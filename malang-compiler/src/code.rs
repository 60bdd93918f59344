use std::fmt::Display;

use num_enum::TryFromPrimitive;
use thiserror::Error;

#[repr(u8)]
#[derive(Debug, PartialEq, Eq, Clone, Copy, TryFromPrimitive)]
pub enum Opcode {
    Constant,
    Add,
    Sub,
    Mul,
    Div,
    Pop,
    True,
    False,
    Equal,
    NotEqual,
    GreaterThan,
    Minus,
    Bang,
    JumpNotTruthy,
    Jump,
    Null,
    GetGlobal,
    SetGlobal,
    Array,
    Hash,
    Index,
}

/// Name and operand layout of an opcode. Widths are in bytes.
#[derive(Debug, PartialEq, Eq, Clone, Copy)]
pub struct Definition {
    pub name: &'static str,
    pub operand_widths: &'static [usize],
}

impl Definition {
    const fn new(name: &'static str, operand_widths: &'static [usize]) -> Self {
        Definition {
            name,
            operand_widths,
        }
    }

    /// Bytes taken by the operands, not counting the opcode.
    pub fn operands_len(&self) -> usize {
        self.operand_widths.iter().sum()
    }
}

impl Opcode {
    pub fn definition(self) -> Definition {
        match self {
            Opcode::Constant => Definition::new("OpConstant", &[2]),
            Opcode::Add => Definition::new("OpAdd", &[]),
            Opcode::Sub => Definition::new("OpSub", &[]),
            Opcode::Mul => Definition::new("OpMul", &[]),
            Opcode::Div => Definition::new("OpDiv", &[]),
            Opcode::Pop => Definition::new("OpPop", &[]),
            Opcode::True => Definition::new("OpTrue", &[]),
            Opcode::False => Definition::new("OpFalse", &[]),
            Opcode::Equal => Definition::new("OpEqual", &[]),
            Opcode::NotEqual => Definition::new("OpNotEqual", &[]),
            Opcode::GreaterThan => Definition::new("OpGreaterThan", &[]),
            Opcode::Minus => Definition::new("OpMinus", &[]),
            Opcode::Bang => Definition::new("OpBang", &[]),
            Opcode::JumpNotTruthy => Definition::new("OpJumpNotTruthy", &[2]),
            Opcode::Jump => Definition::new("OpJump", &[2]),
            Opcode::Null => Definition::new("OpNull", &[]),
            Opcode::GetGlobal => Definition::new("OpGetGlobal", &[2]),
            Opcode::SetGlobal => Definition::new("OpSetGlobal", &[2]),
            Opcode::Array => Definition::new("OpArray", &[2]),
            Opcode::Hash => Definition::new("OpHash", &[2]),
            Opcode::Index => Definition::new("OpIndex", &[]),
        }
    }
}

#[derive(Debug, PartialEq, Eq, Clone, Error)]
pub enum CodeError {
    #[error("opcode {0} undefined")]
    UndefinedOpcode(u8),
    #[error("unexpected end of instructions")]
    UnexpectedEnd,
}

pub fn lookup(op: u8) -> Result<Opcode, CodeError> {
    Opcode::try_from(op).map_err(|_| CodeError::UndefinedOpcode(op))
}

/// Encodes one instruction. Operands past the definition are ignored and
/// missing ones are written as zero; each is truncated to its width.
pub fn make(op: Opcode, operands: &[usize]) -> Instructions {
    let definition = op.definition();
    let mut bytes = Vec::with_capacity(1 + definition.operands_len());
    bytes.push(op as u8);

    for (i, &width) in definition.operand_widths.iter().enumerate() {
        let operand = operands.get(i).copied().unwrap_or(0);
        match width {
            1 => bytes.push(operand as u8),
            2 => bytes.extend_from_slice(&(operand as u16).to_be_bytes()),
            _ => unreachable!("operand width {width} in the opcode table"),
        }
    }

    Instructions { bytes }
}

/// Decodes the operands that follow an opcode, returning them together with
/// the number of bytes they took.
pub fn read_operands(
    definition: &Definition,
    bytes: &[u8],
) -> Result<(Vec<usize>, usize), CodeError> {
    let mut operands = Vec::with_capacity(definition.operand_widths.len());
    let mut offset = 0;

    for &width in definition.operand_widths {
        let operand = match width {
            1 => bytes.get(offset).copied().map(usize::from),
            2 => bytes.get(offset..).and_then(read_u16).map(usize::from),
            _ => unreachable!("operand width {width} in the opcode table"),
        };
        operands.push(operand.ok_or(CodeError::UnexpectedEnd)?);
        offset += width;
    }

    Ok((operands, offset))
}

pub fn read_u16(bytes: &[u8]) -> Option<u16> {
    match bytes {
        [high, low, ..] => Some(u16::from_be_bytes([*high, *low])),
        _ => None,
    }
}

#[derive(Debug, PartialEq, Clone, Default)]
pub struct Instructions {
    pub bytes: Vec<u8>,
}

impl Instructions {
    pub fn new() -> Instructions {
        Instructions { bytes: Vec::new() }
    }

    pub fn iter(&self) -> InstructionsIter {
        InstructionsIter {
            instructions: self,
            offset: 0,
            failed: false,
        }
    }

    pub fn push(&mut self, instruction: &Instructions) {
        self.bytes.extend_from_slice(&instruction.bytes);
    }

    pub fn len(&self) -> usize {
        self.bytes.len()
    }

    pub fn is_empty(&self) -> bool {
        self.bytes.is_empty()
    }
}

impl FromIterator<Instructions> for Instructions {
    fn from_iter<T: IntoIterator<Item = Instructions>>(iter: T) -> Self {
        let mut out = Instructions::new();
        for instruction in iter {
            out.push(&instruction);
        }
        out
    }
}

impl Display for Instructions {
    fn fmt(&self, f: &mut std::fmt::Formatter<'_>) -> std::fmt::Result {
        for item in self.iter() {
            match item {
                Ok(Instruction {
                    offset,
                    op,
                    operands,
                }) => {
                    write!(f, "{:04} {}", offset, op.definition().name)?;
                    for operand in operands {
                        write!(f, " {}", operand)?;
                    }
                    writeln!(f)?;
                }
                Err(error) => writeln!(f, "ERROR: {}", error)?,
            }
        }
        Ok(())
    }
}

#[derive(Debug, PartialEq, Clone)]
pub struct Instruction {
    pub offset: usize,
    pub op: Opcode,
    pub operands: Vec<usize>,
}

/// Decodes one instruction at a time. Stops after the first malformed one.
pub struct InstructionsIter<'a> {
    instructions: &'a Instructions,
    offset: usize,
    failed: bool,
}

impl<'a> Iterator for InstructionsIter<'a> {
    type Item = Result<Instruction, CodeError>;

    fn next(&mut self) -> Option<Self::Item> {
        if self.failed {
            return None;
        }
        let offset = self.offset;
        let byte = *self.instructions.bytes.get(offset)?;

        let decoded = lookup(byte).and_then(|op| {
            let (operands, read) =
                read_operands(&op.definition(), &self.instructions.bytes[offset + 1..])?;
            Ok((op, operands, read))
        });

        match decoded {
            Ok((op, operands, read)) => {
                self.offset += 1 + read;
                Some(Ok(Instruction {
                    offset,
                    op,
                    operands,
                }))
            }
            Err(error) => {
                self.failed = true;
                Some(Err(error))
            }
        }
    }
}

#[cfg(test)]
mod tests {
    use super::*;
    use pretty_assertions::assert_eq;

    #[test]
    fn test_make() {
        let tests = vec![
            (Opcode::Constant, vec![65534], vec![0, 255, 254]),
            (Opcode::Add, vec![], vec![1]),
            (Opcode::JumpNotTruthy, vec![7], vec![13, 0, 7]),
            (Opcode::Hash, vec![2], vec![19, 0, 2]),
            (Opcode::Index, vec![], vec![20]),
        ];

        for (op, operands, expected) in tests {
            assert_eq!(make(op, &operands).bytes, expected, "op: {:?}", op);
        }
    }

    #[test]
    fn test_make_operand_count_mismatch() {
        assert_eq!(make(Opcode::Constant, &[]).bytes, vec![0, 0, 0]);
        assert_eq!(make(Opcode::Pop, &[1, 2]).bytes, vec![5]);
    }

    #[test]
    fn test_lookup() {
        assert_eq!(lookup(0), Ok(Opcode::Constant));
        assert_eq!(lookup(20), Ok(Opcode::Index));
        assert_eq!(lookup(21), Err(CodeError::UndefinedOpcode(21)));
        assert_eq!(
            CodeError::UndefinedOpcode(255).to_string(),
            "opcode 255 undefined"
        );
    }

    #[test]
    fn test_read_operands() {
        let tests = vec![
            (Opcode::Constant, vec![65535], 2),
            (Opcode::GetGlobal, vec![300], 2),
            (Opcode::Bang, vec![], 0),
        ];

        for (op, operands, bytes_read) in tests {
            let instruction = make(op, &operands);
            let definition = op.definition();

            let read = read_operands(&definition, &instruction.bytes[1..]);

            assert_eq!(read, Ok((operands, bytes_read)), "op: {:?}", op);
        }

        assert_eq!(
            read_operands(&Opcode::Constant.definition(), &[1]),
            Err(CodeError::UnexpectedEnd)
        );
    }

    #[test]
    fn test_instructions_string() {
        let instructions: Instructions = vec![
            make(Opcode::Add, &[]),
            make(Opcode::Constant, &[2]),
            make(Opcode::Constant, &[65535]),
        ]
        .into_iter()
        .collect();

        assert_eq!(
            instructions.to_string(),
            "0000 OpAdd\n0001 OpConstant 2\n0004 OpConstant 65535\n"
        );
    }

    #[test]
    fn test_disassembly_stops_at_bad_bytes() {
        let mut instructions = make(Opcode::Pop, &[]);
        instructions.bytes.push(99);
        instructions.push(&make(Opcode::Pop, &[]));
        assert_eq!(
            instructions.to_string(),
            "0000 OpPop\nERROR: opcode 99 undefined\n"
        );

        let truncated = Instructions {
            bytes: vec![Opcode::Jump as u8, 0],
        };
        assert_eq!(
            truncated.to_string(),
            "ERROR: unexpected end of instructions\n"
        );
    }

    #[test]
    fn test_every_opcode_round_trips() {
        let opcodes: Vec<Opcode> = (0u8..).map_while(|byte| lookup(byte).ok()).collect();
        assert_eq!(opcodes.len(), 21);
        assert_eq!(lookup(21), Err(CodeError::UndefinedOpcode(21)));

        for op in opcodes {
            let definition = op.definition();
            assert_eq!(lookup(op as u8), Ok(op));

            for value in [0, 65535] {
                let operands = vec![value; definition.operand_widths.len()];
                let instruction = make(op, &operands);

                assert_eq!(instruction.len(), 1 + definition.operands_len(), "op: {:?}", op);
                assert_eq!(instruction.bytes[0], op as u8);
                assert_eq!(
                    read_operands(&definition, &instruction.bytes[1..]),
                    Ok((operands, definition.operands_len())),
                    "op: {:?}",
                    op
                );
            }
        }
    }

    #[test]
    fn test_iter_decodes_offsets() {
        let instructions: Instructions = vec![
            make(Opcode::JumpNotTruthy, &[4]),
            make(Opcode::Null, &[]),
            make(Opcode::Array, &[2]),
        ]
        .into_iter()
        .collect();

        let decoded: Vec<_> = instructions.iter().collect();
        assert_eq!(
            decoded,
            vec![
                Ok(Instruction {
                    offset: 0,
                    op: Opcode::JumpNotTruthy,
                    operands: vec![4],
                }),
                Ok(Instruction {
                    offset: 3,
                    op: Opcode::Null,
                    operands: vec![],
                }),
                Ok(Instruction {
                    offset: 4,
                    op: Opcode::Array,
                    operands: vec![2],
                }),
            ]
        );
        assert_eq!(Instructions::new().iter().count(), 0);
    }
}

= = =

> **Your goal**
Find how many lines of the material carry the string "collect". Only the number should be in the answer.

> **Result below**
4